The actor stared down at the page for several moments. 'That's very ... nice," he said, and continued to look down. "That's ... very nice," he said again, and I realized he was crying. He put his arm around me unsteadily and thanked me for showing it to him. Then he turned and walked back down the aisle to his seat.
When the picture was over, he and Mrs. [Walter] Huston came out of the theater. I was standing outside. He waved to me gently and they got back into the Rolls-Royce and it was driven away. He made only two films more before he died five years later at the age of forty-six - a lost poet from Omaha, Nebraska, the most romantic and touching actor of his generation.

Excerpt from Kazan: The Master Director Discusses His Films, by Jeff Young
Why did you cast Montgomery Clift [in "Wild River"]?He wasn't my choice. I wish I had been able to cast someone more masculine, someone stronger would have been better. It's hard to cast an intellectual. I would have preferred Brando, but then I always prefer Brando. He was unavailable, so I kept postponing the picture and postponing it, tryiing to find somebody I liked. I liked Montgomery Clift personally, but he was in very bad shape. He had had an auto accidnet going down the hill from Liz Taylor's house. He was banged up. His face was almost a different face. He was also very shaky and on liquor and drugs, just quivering with doubt. It was a tough, tough thing to deal with. He was also unmasculine, which hurt the love story. I think I could have done better, but I didn't know with whom. I still don't know.

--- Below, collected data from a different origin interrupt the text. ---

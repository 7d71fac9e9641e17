//! In-memory filesystem adapter for testing.

use std::{
    collections::{HashMap, HashSet},
    path::{Path, PathBuf},
    sync::{Arc, RwLock},
};

use tiny_ts_init_core::{
    application::{ApplicationError, ports::Filesystem},
    error::{InitError, InitResult},
};

/// In-memory filesystem for testing.
///
/// Clones share state, so a test can hand one clone to the service and
/// inspect the other afterwards.
#[derive(Debug, Clone, Default)]
pub struct MemoryFilesystem {
    inner: Arc<RwLock<MemoryFilesystemInner>>,
}

#[derive(Debug, Default)]
struct MemoryFilesystemInner {
    files: HashMap<PathBuf, String>,
    directories: HashSet<PathBuf>,
    failing_writes: HashSet<PathBuf>,
}

impl MemoryFilesystem {
    /// Create a new empty memory filesystem.
    pub fn new() -> Self {
        Self::default()
    }

    /// Seed a directory (and its ancestors).
    pub fn with_directory(self, path: impl AsRef<Path>) -> Self {
        if let Ok(mut inner) = self.inner.write() {
            inner.insert_dir_all(path.as_ref());
        }
        self
    }

    /// Seed a file, creating its parent directories.
    pub fn with_file(self, path: impl AsRef<Path>, content: impl Into<String>) -> Self {
        let path = path.as_ref();
        if let Ok(mut inner) = self.inner.write() {
            if let Some(parent) = path.parent() {
                inner.insert_dir_all(parent);
            }
            inner.files.insert(path.to_path_buf(), content.into());
        }
        self
    }

    /// Make every write to `path` fail with a filesystem error.
    pub fn fail_writes_to(self, path: impl AsRef<Path>) -> Self {
        if let Ok(mut inner) = self.inner.write() {
            inner.failing_writes.insert(path.as_ref().to_path_buf());
        }
        self
    }

    /// Read a file's content (testing helper).
    pub fn read_file(&self, path: &Path) -> Option<String> {
        let inner = self.inner.read().ok()?;
        inner.files.get(path).cloned()
    }

    /// Check whether `path` is a known directory.
    pub fn is_dir(&self, path: &Path) -> bool {
        self.inner
            .read()
            .map(|inner| inner.directories.contains(path))
            .unwrap_or(false)
    }

    /// List all files, sorted.
    pub fn list_files(&self) -> Vec<PathBuf> {
        let mut files: Vec<PathBuf> = self
            .inner
            .read()
            .map(|inner| inner.files.keys().cloned().collect())
            .unwrap_or_default();
        files.sort();
        files
    }

    fn lock_error() -> InitError {
        InitError::Internal {
            message: "memory filesystem lock poisoned".into(),
        }
    }
}

impl MemoryFilesystemInner {
    fn insert_dir_all(&mut self, path: &Path) {
        let mut current = PathBuf::new();
        for component in path.components() {
            current.push(component);
            self.directories.insert(current.clone());
        }
    }
}

impl Filesystem for MemoryFilesystem {
    fn create_dir_all(&self, path: &Path) -> InitResult<()> {
        let mut inner = self.inner.write().map_err(|_| Self::lock_error())?;

        if inner.files.contains_key(path) {
            return Err(ApplicationError::FilesystemError {
                path: path.to_path_buf(),
                reason: "A file exists where a directory was expected".into(),
            }
            .into());
        }

        inner.insert_dir_all(path);
        Ok(())
    }

    fn write_file(&self, path: &Path, content: &str) -> InitResult<()> {
        let mut inner = self.inner.write().map_err(|_| Self::lock_error())?;

        if inner.failing_writes.contains(path) {
            return Err(ApplicationError::FilesystemError {
                path: path.to_path_buf(),
                reason: "Failed to write file: permission denied".into(),
            }
            .into());
        }

        if let Some(parent) = path.parent() {
            if !parent.as_os_str().is_empty() && !inner.directories.contains(parent) {
                return Err(ApplicationError::FilesystemError {
                    path: path.to_path_buf(),
                    reason: "Parent directory does not exist".into(),
                }
                .into());
            }
        }

        if inner.files.contains_key(path) || inner.directories.contains(path) {
            return Err(ApplicationError::FilesystemError {
                path: path.to_path_buf(),
                reason: "File already exists".into(),
            }
            .into());
        }

        inner.files.insert(path.to_path_buf(), content.to_string());
        Ok(())
    }

    fn exists(&self, path: &Path) -> bool {
        self.inner
            .read()
            .map(|inner| inner.files.contains_key(path) || inner.directories.contains(path))
            .unwrap_or(false)
    }
}
//! Tracing subscriber initialisation.
//!
//! Only the CLI crate installs a subscriber; the core and adapter crates
//! only *emit* spans and events.
//!
//! # Verbosity mapping
//!
//! | Flag(s)  | Filter level |
//! |----------|--------------|
//! | (none)   | WARN         |
//! | `-v`     | INFO         |
//! | `-vv`    | DEBUG        |
//! | `-vvv`   | TRACE        |
//! | `--quiet`| ERROR        |
//!
//! `RUST_LOG` overrides all of the above if set.

use std::io::IsTerminal as _;

use tracing_subscriber::{EnvFilter, layer::SubscriberExt, util::SubscriberInitExt};

use crate::cli::GlobalArgs;

/// Crates whose events pass the verbosity filter.
const TARGETS: [&str; 3] = ["tiny_ts_init", "tiny_ts_init_core", "tiny_ts_init_adapters"];

/// Initialise the global tracing subscriber.
///
/// Must be called once, before any tracing macros fire. Events go to stderr
/// so stdout stays clean for the dry-run report and completion scripts.
pub fn init_logging(args: &GlobalArgs) -> anyhow::Result<()> {
    let level = derive_level(args);

    let filter = EnvFilter::try_from_default_env()
        .unwrap_or_else(|_| EnvFilter::new(filter_directives(level)));

    let use_ansi = !args.no_color && std::io::stderr().is_terminal();

    let fmt_layer = tracing_subscriber::fmt::layer()
        .with_target(false)
        .with_thread_ids(false)
        .with_file(false)
        .with_line_number(false)
        .with_ansi(use_ansi)
        .with_writer(std::io::stderr);

    tracing_subscriber::registry()
        .with(filter)
        .with(fmt_layer)
        .try_init()
        .map_err(|e| anyhow::anyhow!("Failed to initialise tracing: {e}"))?;

    Ok(())
}

/// Translate the verbosity counter + quiet flag to a level string.
fn derive_level(args: &GlobalArgs) -> &'static str {
    if args.quiet {
        return "error";
    }
    match args.verbose {
        0 => "warn",
        1 => "info",
        2 => "debug",
        _ => "trace",
    }
}

fn filter_directives(level: &str) -> String {
    TARGETS
        .iter()
        .map(|target| format!("{target}={level}"))
        .collect::<Vec<_>>()
        .join(",")
}
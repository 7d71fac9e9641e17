//! Infrastructure adapters for tiny-ts-init.
//!
//! This crate implements the ports defined in
//! `tiny-ts-init-core::application::ports` and ships the built-in template
//! set. It contains all external dependencies and I/O operations.

pub mod builtin_templates;
pub mod filesystem;
pub mod process;

// Re-export commonly used adapters
pub use builtin_templates::typescript_starter;
pub use filesystem::{LocalFilesystem, MemoryFilesystem};
pub use process::ProcessRunner;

Brooks Clift [Monty's brother]:
Psychologically we couldn't seem to take the memories [of our childhood] so we forgot. But at the same time we were obsessed with our childhood. We'd refer to it among ourselves, but only among ourselves. Part of each of us desperately wanted to remember our past and when we couldn't it was frustrating. It caused us to weep, when we were drunk enough, when some minor detail from our past was released. Monty once said the smell of boot polish reminded him of winter when he was a boy. He would get hysterical over the smell of boot polish.
Patricia Collinge, actress, starring in Dame Nature on Broadway with Clift in 1938:
He'd invent bits of business or character details that were sometimes offbeat or strange. I'm still reminded of Camus's phrase 'create dangerously' when I think of Monty's acting, because he was starting to make unorthodox acting choices even then.There is one long speech in the play when Monty as Andre tries to explain to his father how his loneliness and unhappiness had forced him to seek affection from an equally lonely girl.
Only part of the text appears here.